Conto das terças-feiras – O entregador de água
Gilberto Carvalho Pereira, Fortaleza, CE, 19/03/2019.
Certo dia solicitei ao mercadinho, por telefone, um garrafão de 20 litros de água mineral, para ser usado em um “gelágua”, que fica localizado na cozinha. Espantou-me a rapidez com que fui atendido. Menos de vinte minutos fui avisado pelo porteiro que o rapaz da água estava lá embaixo, mandei-o subir. E fui esperá-lo já com a porta aberta. Um garoto de seus 18 anos, magro, negro, sorridente e não aparentando cansaço.
— Bom dia, desejou-me ele.
— Bom dia, respondi, pedindo-lhe que entrasse e colocasse o garrafão na pia, para ser lavado e passado o álcool, fornecido pelo distribuidor.
Depois de terminado o seu serviço ofereci-lhe um copo de suco que ele agradeceu e bebeu. Percebi a educação do garoto, na gentileza de perguntar se poderia lavar o copo no que concordei.

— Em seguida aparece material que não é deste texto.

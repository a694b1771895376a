pub mod game_repository_errors;
pub mod match_request_repository_errors;
pub mod player_repository_errors;
pub mod errors;
pub mod game_repository;
pub mod match_request_repository;
pub mod memory;
pub mod player_repository;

Uma curiosidade se abateu sobre mim, a de saber mais sobre aquela figura alegre e respeitosa que estava ali na minha frente.
— Você mora aqui por perto?
— Não, moro do outro lado da cidade!
— Mas lá por onde você mora não tem depósito de entrega de água?
— Tem sim, mas eu prefiro trabalhar por aqui. Lá tem muita gente que não presta, que pode até me roubar a bicicleta, o garrafão e o dinheiro que levo, disse ele de cabeça baixa.
— Você estuda?
— Sim, faço o terceiro semestre na faculdade de direito, estudo à noite. – Não citou o nome da faculdade porque devia ser uma caça-níquel, dessas que cobram pouco dos alunos, desde que paguem.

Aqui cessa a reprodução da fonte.